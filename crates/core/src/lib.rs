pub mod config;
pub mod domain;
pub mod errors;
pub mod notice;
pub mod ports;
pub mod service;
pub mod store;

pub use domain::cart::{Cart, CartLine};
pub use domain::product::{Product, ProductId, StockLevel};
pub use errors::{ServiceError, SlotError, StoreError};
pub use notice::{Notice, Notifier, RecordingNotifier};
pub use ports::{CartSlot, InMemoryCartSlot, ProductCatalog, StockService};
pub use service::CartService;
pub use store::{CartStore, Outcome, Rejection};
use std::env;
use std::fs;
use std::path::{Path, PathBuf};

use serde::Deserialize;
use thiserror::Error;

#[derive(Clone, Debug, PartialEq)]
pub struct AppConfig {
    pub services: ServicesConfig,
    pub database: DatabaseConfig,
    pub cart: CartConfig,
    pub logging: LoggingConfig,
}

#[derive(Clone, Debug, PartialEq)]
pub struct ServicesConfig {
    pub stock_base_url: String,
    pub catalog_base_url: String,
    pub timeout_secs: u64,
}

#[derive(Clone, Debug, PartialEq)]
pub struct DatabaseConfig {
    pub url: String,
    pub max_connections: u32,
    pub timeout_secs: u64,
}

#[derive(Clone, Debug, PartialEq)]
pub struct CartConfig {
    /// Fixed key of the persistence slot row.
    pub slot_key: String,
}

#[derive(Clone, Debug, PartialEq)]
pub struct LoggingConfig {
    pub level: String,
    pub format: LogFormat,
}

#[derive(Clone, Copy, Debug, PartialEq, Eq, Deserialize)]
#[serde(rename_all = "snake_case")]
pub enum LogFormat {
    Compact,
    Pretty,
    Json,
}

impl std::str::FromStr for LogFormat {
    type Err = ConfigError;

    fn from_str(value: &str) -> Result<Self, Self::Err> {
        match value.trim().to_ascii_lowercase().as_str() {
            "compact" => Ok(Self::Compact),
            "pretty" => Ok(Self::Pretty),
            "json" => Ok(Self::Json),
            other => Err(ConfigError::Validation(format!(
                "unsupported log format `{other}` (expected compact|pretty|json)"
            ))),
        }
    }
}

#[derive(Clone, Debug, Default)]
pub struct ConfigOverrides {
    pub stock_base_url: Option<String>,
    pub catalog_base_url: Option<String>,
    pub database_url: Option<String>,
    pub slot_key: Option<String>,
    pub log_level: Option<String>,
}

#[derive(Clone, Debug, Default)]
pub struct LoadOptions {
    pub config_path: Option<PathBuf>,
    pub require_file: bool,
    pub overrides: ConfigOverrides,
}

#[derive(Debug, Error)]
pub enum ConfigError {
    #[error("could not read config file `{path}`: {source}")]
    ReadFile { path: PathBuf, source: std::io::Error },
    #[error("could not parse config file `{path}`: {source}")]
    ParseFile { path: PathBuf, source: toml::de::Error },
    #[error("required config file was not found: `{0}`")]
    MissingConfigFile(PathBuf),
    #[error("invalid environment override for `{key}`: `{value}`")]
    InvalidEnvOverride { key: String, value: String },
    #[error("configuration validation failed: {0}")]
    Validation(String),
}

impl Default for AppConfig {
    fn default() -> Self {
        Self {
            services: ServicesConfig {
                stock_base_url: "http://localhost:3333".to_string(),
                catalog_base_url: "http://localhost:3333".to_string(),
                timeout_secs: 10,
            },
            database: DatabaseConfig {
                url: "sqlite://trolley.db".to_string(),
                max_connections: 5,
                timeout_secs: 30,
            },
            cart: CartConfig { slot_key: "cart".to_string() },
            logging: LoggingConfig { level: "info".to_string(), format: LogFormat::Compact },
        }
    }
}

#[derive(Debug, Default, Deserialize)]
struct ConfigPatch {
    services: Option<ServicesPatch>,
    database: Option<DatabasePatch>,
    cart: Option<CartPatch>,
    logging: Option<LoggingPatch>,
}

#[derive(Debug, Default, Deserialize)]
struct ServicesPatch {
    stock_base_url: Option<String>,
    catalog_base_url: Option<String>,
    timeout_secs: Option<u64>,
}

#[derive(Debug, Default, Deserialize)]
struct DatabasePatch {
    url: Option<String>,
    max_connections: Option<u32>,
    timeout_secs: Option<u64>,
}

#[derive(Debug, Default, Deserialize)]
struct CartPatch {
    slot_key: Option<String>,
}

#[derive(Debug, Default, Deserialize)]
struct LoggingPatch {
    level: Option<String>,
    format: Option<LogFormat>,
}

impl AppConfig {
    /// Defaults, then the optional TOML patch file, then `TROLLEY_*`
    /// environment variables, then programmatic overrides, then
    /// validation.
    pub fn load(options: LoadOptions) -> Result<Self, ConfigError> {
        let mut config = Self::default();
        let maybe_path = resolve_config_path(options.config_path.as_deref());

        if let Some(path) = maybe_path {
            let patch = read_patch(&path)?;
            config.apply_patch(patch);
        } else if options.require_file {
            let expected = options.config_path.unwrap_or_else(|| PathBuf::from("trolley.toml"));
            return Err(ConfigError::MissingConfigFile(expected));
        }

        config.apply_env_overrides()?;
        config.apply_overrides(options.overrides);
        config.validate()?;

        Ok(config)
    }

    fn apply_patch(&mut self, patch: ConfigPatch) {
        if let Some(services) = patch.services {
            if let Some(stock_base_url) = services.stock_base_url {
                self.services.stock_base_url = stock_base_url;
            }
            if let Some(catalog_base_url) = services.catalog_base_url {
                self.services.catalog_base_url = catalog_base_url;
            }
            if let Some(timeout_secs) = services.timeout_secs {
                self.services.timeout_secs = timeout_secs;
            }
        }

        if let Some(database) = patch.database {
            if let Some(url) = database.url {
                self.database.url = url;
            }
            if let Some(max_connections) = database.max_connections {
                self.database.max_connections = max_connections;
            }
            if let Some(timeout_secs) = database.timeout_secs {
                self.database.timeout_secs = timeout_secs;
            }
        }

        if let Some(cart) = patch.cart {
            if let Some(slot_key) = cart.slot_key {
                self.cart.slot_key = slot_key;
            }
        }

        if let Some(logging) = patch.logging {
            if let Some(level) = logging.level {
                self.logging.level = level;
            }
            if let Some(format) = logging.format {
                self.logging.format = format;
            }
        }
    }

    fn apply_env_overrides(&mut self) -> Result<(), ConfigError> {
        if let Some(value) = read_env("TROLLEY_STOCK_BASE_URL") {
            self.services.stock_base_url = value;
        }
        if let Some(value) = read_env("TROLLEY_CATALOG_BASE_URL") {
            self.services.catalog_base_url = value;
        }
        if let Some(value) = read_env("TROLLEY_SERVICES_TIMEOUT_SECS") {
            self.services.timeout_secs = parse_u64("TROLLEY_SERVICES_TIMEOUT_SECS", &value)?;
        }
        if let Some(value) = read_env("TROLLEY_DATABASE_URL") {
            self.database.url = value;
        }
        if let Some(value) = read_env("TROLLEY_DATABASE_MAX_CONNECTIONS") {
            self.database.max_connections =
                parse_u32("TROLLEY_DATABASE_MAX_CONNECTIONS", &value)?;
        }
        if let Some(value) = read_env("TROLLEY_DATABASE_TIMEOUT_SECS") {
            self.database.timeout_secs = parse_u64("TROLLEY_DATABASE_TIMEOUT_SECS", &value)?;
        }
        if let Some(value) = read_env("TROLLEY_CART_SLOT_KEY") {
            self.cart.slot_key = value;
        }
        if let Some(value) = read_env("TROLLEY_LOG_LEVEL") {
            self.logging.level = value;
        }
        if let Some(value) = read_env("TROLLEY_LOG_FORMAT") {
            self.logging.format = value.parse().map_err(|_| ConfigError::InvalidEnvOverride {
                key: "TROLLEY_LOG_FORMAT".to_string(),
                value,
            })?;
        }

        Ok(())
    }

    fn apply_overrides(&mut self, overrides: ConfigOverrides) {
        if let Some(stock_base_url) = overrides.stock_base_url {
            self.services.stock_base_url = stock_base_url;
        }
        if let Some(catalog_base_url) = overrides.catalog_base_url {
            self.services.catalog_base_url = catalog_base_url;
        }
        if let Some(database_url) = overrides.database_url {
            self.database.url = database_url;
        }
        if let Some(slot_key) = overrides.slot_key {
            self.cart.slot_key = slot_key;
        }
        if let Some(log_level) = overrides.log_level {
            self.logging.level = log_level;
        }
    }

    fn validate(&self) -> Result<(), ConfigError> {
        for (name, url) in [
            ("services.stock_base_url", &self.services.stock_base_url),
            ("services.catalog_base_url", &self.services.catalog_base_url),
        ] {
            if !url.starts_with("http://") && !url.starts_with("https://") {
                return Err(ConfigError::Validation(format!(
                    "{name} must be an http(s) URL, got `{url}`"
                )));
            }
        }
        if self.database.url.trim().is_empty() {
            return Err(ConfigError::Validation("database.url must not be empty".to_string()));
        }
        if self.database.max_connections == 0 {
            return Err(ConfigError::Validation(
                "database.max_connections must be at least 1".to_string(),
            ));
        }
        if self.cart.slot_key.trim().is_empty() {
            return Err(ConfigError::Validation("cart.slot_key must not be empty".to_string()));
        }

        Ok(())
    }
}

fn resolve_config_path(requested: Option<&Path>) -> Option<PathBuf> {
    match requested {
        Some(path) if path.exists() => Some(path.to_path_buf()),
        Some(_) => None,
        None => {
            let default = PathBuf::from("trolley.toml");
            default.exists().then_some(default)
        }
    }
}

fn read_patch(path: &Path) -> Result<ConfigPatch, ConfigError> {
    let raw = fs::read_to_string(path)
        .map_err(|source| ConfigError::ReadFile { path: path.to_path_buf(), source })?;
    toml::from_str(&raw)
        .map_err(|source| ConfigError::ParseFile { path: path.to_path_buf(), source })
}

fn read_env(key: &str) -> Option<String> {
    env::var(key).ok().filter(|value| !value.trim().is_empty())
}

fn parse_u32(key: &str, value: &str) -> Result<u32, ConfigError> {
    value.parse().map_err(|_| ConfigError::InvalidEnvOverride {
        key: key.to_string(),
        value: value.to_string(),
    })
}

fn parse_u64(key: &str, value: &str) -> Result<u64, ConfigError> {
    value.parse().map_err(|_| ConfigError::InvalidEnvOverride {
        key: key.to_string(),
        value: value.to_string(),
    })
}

..............................

**Exercise directions:**
The answer must be every line from the entries above that holds the string "match".

**Task output:**
        match value.trim().to_ascii_lowercase().as_str() {
    match requested {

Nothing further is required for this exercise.